------ Input for this task ------
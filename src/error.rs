//! Unified error handling for the ladder grid bot
//!
//! Every component returns `TradingResult<T>`. The session actor looks at
//! `TradingError::kind()` to decide between recording a non-fatal message and
//! tearing the whole session down.

use std::io;

use rust_decimal::Decimal;
use thiserror::Error;

/// Main error type for the grid trading bot
#[derive(Debug, Error)]
pub enum TradingError {
    // Configuration errors
    #[error("Configuration file not found: {0}")]
    ConfigNotFound(String),

    #[error("Configuration parse error: {0}")]
    ConfigParse(String),

    #[error("Configuration validation error: {0}")]
    ConfigValidation(String),

    #[error("Invalid parameter '{0}': {1}")]
    InvalidParameter(String, String),

    // Database errors
    #[error("Database query error: {0}")]
    DatabaseQuery(String),

    #[error("Database migration error: {0}")]
    DatabaseMigration(String),

    // API errors
    #[error("API connection error: {0}")]
    ApiConnection(String),

    #[error("API timeout: {0}")]
    ApiTimeout(String),

    #[error("API responded with HTTP {status}: {body}")]
    ApiResponse { status: u16, body: String },

    #[error("API payload could not be decoded: {0}")]
    ApiDecode(String),

    #[error("Request signing failed: {0}")]
    Signature(String),

    // Trading errors
    #[error("Order rejected: {0}")]
    OrderRejected(String),

    #[error("Price {price} is not rounded to {precision} decimal places")]
    UnroundedPrice { price: Decimal, precision: u32 },

    #[error("Quantity {quantity} is not rounded to {precision} decimal places")]
    UnroundedQuantity { quantity: Decimal, precision: u32 },

    #[error("No ladder orders could be placed: {0}")]
    NoOrdersPlaced(String),

    #[error("Bulk cancel failed: {0}")]
    CancelFailed(String),

    // Streaming errors
    #[error("Stream connection error: {0}")]
    StreamConnection(String),

    #[error("Stream did not connect within {0:?}")]
    StartTimeout(std::time::Duration),

    #[error("Stream reconnect budget exhausted after {0} attempts")]
    ReconnectExhausted(u32),

    // Ledger errors
    #[error("Ledger inconsistency for {pair}: sell {sell_id} has {unmatched} unmatched quantity")]
    LedgerInconsistency {
        pair: String,
        sell_id: String,
        unmatched: Decimal,
    },

    // Session lifecycle errors
    #[error("A trading session is already running")]
    SessionActive,

    #[error("No trading session is running")]
    SessionNotRunning,

    #[error("Unknown session handle: {0}")]
    UnknownSession(String),

    #[error("Trading session failed: {0}")]
    SessionFailed(String),

    // General errors
    #[error("IO error: {0}")]
    Io(String),

    #[error("Internal error: {0}")]
    Internal(String),
}

/// How the session actor should treat an error
#[derive(Debug, Clone, Copy, PartialEq, Eq)]
pub enum ErrorKind {
    /// I/O hiccup; the caller decides whether to retry
    Transient,
    /// Bad input, rejected before any state change
    Validation,
    /// The exchange refused a single request; recorded and aggregated
    ExchangeRejection,
    /// The session cannot continue and must be torn down
    Fatal,
}

impl TradingError {
    pub fn kind(&self) -> ErrorKind {
        match self {
            TradingError::ApiConnection(_)
            | TradingError::ApiTimeout(_)
            | TradingError::StreamConnection(_)
            | TradingError::Io(_) => ErrorKind::Transient,

            TradingError::ConfigNotFound(_)
            | TradingError::ConfigParse(_)
            | TradingError::ConfigValidation(_)
            | TradingError::InvalidParameter(_, _)
            | TradingError::SessionActive
            | TradingError::SessionNotRunning
            | TradingError::UnknownSession(_) => ErrorKind::Validation,

            TradingError::ApiResponse { .. }
            | TradingError::ApiDecode(_)
            | TradingError::OrderRejected(_)
            | TradingError::CancelFailed(_)
            | TradingError::LedgerInconsistency { .. }
            | TradingError::DatabaseQuery(_) => ErrorKind::ExchangeRejection,

            TradingError::NoOrdersPlaced(_)
            | TradingError::StartTimeout(_)
            | TradingError::ReconnectExhausted(_)
            | TradingError::UnroundedPrice { .. }
            | TradingError::UnroundedQuantity { .. }
            | TradingError::Signature(_)
            | TradingError::DatabaseMigration(_)
            | TradingError::SessionFailed(_)
            | TradingError::Internal(_) => ErrorKind::Fatal,
        }
    }

    pub fn is_fatal(&self) -> bool {
        self.kind() == ErrorKind::Fatal
    }

    /// Worth another attempt later; logged with every recorded error
    pub fn is_retryable(&self) -> bool {
        match self {
            TradingError::ApiResponse { status, .. } => *status == 429 || *status >= 500,
            other => other.kind() == ErrorKind::Transient,
        }
    }

    /// Get error category for logging
    pub fn category(&self) -> &'static str {
        match self {
            TradingError::ConfigNotFound(_)
            | TradingError::ConfigParse(_)
            | TradingError::ConfigValidation(_)
            | TradingError::InvalidParameter(_, _) => "config",

            TradingError::DatabaseQuery(_) | TradingError::DatabaseMigration(_) => "database",

            TradingError::ApiConnection(_)
            | TradingError::ApiTimeout(_)
            | TradingError::ApiResponse { .. }
            | TradingError::ApiDecode(_)
            | TradingError::Signature(_) => "api",

            TradingError::OrderRejected(_)
            | TradingError::UnroundedPrice { .. }
            | TradingError::UnroundedQuantity { .. }
            | TradingError::NoOrdersPlaced(_)
            | TradingError::CancelFailed(_) => "trading",

            TradingError::StreamConnection(_)
            | TradingError::StartTimeout(_)
            | TradingError::ReconnectExhausted(_) => "stream",

            TradingError::LedgerInconsistency { .. } => "ledger",

            TradingError::SessionActive
            | TradingError::SessionNotRunning
            | TradingError::UnknownSession(_)
            | TradingError::SessionFailed(_) => "session",

            TradingError::Io(_) | TradingError::Internal(_) => "internal",
        }
    }

    /// Get a user-friendly error message with helpful context
    pub fn user_message(&self) -> String {
        match self {
            TradingError::ConfigNotFound(path) => format!(
                "Configuration file not found: {}\n\n\
                 💡 Quick fix:\n\
                 1. Run: grid-bot init\n\
                 2. Edit config.toml with your BitoPro API key, secret and account email\n\
                 3. Try again",
                path
            ),
            TradingError::ApiResponse { status: 401, body } => format!(
                "API authentication failed: {}\n\n\
                 💡 Check:\n\
                 - API key and secret are correct\n\
                 - The identity matches the account email\n\
                 - Keys have trading permissions",
                body
            ),
            TradingError::LedgerInconsistency { pair, sell_id, unmatched } => format!(
                "Trade ledger for {} is inconsistent: sell {} sold {} more than was bought\n\n\
                 💡 Sells placed outside this bot, or fills that were never recorded, \
                 break FIFO matching",
                pair, sell_id, unmatched
            ),
            _ => self.to_string(),
        }
    }
}

// Conversion implementations for common error types

impl From<io::Error> for TradingError {
    fn from(err: io::Error) -> Self {
        match err.kind() {
            io::ErrorKind::NotFound => TradingError::ConfigNotFound(err.to_string()),
            io::ErrorKind::TimedOut => TradingError::ApiTimeout(err.to_string()),
            _ => TradingError::Io(err.to_string()),
        }
    }
}

impl From<rusqlite::Error> for TradingError {
    fn from(err: rusqlite::Error) -> Self {
        match err {
            rusqlite::Error::QueryReturnedNoRows => {
                TradingError::DatabaseQuery("Query returned no rows".to_string())
            }
            _ => TradingError::DatabaseQuery(err.to_string()),
        }
    }
}

impl From<refinery::Error> for TradingError {
    fn from(err: refinery::Error) -> Self {
        TradingError::DatabaseMigration(err.to_string())
    }
}

impl From<serde_json::Error> for TradingError {
    fn from(err: serde_json::Error) -> Self {
        TradingError::ApiDecode(format!("JSON error: {}", err))
    }
}

impl From<toml::de::Error> for TradingError {
    fn from(err: toml::de::Error) -> Self {
        TradingError::ConfigParse(format!("TOML parse error: {}", err))
    }
}

impl From<reqwest::Error> for TradingError {
    fn from(err: reqwest::Error) -> Self {
        if err.is_timeout() {
            TradingError::ApiTimeout(err.to_string())
        } else if err.is_decode() {
            TradingError::ApiDecode(err.to_string())
        } else {
            TradingError::ApiConnection(err.to_string())
        }
    }
}

impl From<tokio_tungstenite::tungstenite::Error> for TradingError {
    fn from(err: tokio_tungstenite::tungstenite::Error) -> Self {
        TradingError::StreamConnection(err.to_string())
    }
}

impl From<crate::config::ConfigError> for TradingError {
    fn from(err: crate::config::ConfigError) -> Self {
        use crate::config::ConfigError;
        match err {
            ConfigError::FileNotFound(path) => TradingError::ConfigNotFound(path),
            ConfigError::FileRead(msg) | ConfigError::FileWrite(msg) => TradingError::Io(msg),
            ConfigError::Parse(msg) | ConfigError::Serialize(msg) => TradingError::ConfigParse(msg),
            ConfigError::Validation(msg) => TradingError::ConfigValidation(msg),
        }
    }
}

/// Result type alias using TradingError
pub type TradingResult<T> = Result<T, TradingError>;

#[cfg(test)]
mod tests {
    use super::*;
    use rust_decimal_macros::dec;

    #[test]
    fn test_error_display() {
        let err = TradingError::ApiResponse { status: 400, body: "{\"error\":\"bad\"}".to_string() };
        assert!(err.to_string().contains("400"));
        assert!(err.to_string().contains("bad"));
    }

    #[test]
    fn test_error_kind() {
        assert_eq!(TradingError::ApiTimeout("t".into()).kind(), ErrorKind::Transient);
        assert_eq!(TradingError::ConfigValidation("c".into()).kind(), ErrorKind::Validation);
        assert_eq!(TradingError::OrderRejected("r".into()).kind(), ErrorKind::ExchangeRejection);
        assert_eq!(TradingError::ReconnectExhausted(3).kind(), ErrorKind::Fatal);
        assert!(TradingError::UnroundedPrice { price: dec!(1.234), precision: 2 }.is_fatal());
    }

    #[test]
    fn test_retryable() {
        assert!(TradingError::ApiTimeout("test".to_string()).is_retryable());
        assert!(TradingError::ApiResponse { status: 503, body: String::new() }.is_retryable());
        assert!(!TradingError::ApiResponse { status: 400, body: String::new() }.is_retryable());
        assert!(!TradingError::ConfigNotFound("test".to_string()).is_retryable());
    }

    #[test]
    fn test_error_category() {
        assert_eq!(TradingError::StartTimeout(std::time::Duration::from_secs(5)).category(), "stream");
        assert_eq!(TradingError::DatabaseQuery("q".into()).category(), "database");
        assert_eq!(TradingError::SessionActive.category(), "session");
    }

    #[test]
    fn test_user_message() {
        let err = TradingError::LedgerInconsistency {
            pair: "btc_twd".to_string(),
            sell_id: "42".to_string(),
            unmatched: dec!(0.5),
        };
        let msg = err.user_message();
        assert!(msg.contains("btc_twd"));
        assert!(msg.contains("0.5"));
        assert!(msg.contains("💡"));
    }

    #[test]
    fn test_io_conversion() {
        let io_err = io::Error::new(io::ErrorKind::NotFound, "test");
        let trading_err: TradingError = io_err.into();
        assert!(matches!(trading_err, TradingError::ConfigNotFound(_)));
    }
}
------
*Exercise requirements:* Scanning the data above, copy out every line where "ReconnectExhausted" is found.

*Output of the task:*
    ReconnectExhausted(u32),
            | TradingError::ReconnectExhausted(_)
            | TradingError::ReconnectExhausted(_) => "stream",
        assert_eq!(TradingError::ReconnectExhausted(3).kind(), ErrorKind::Fatal);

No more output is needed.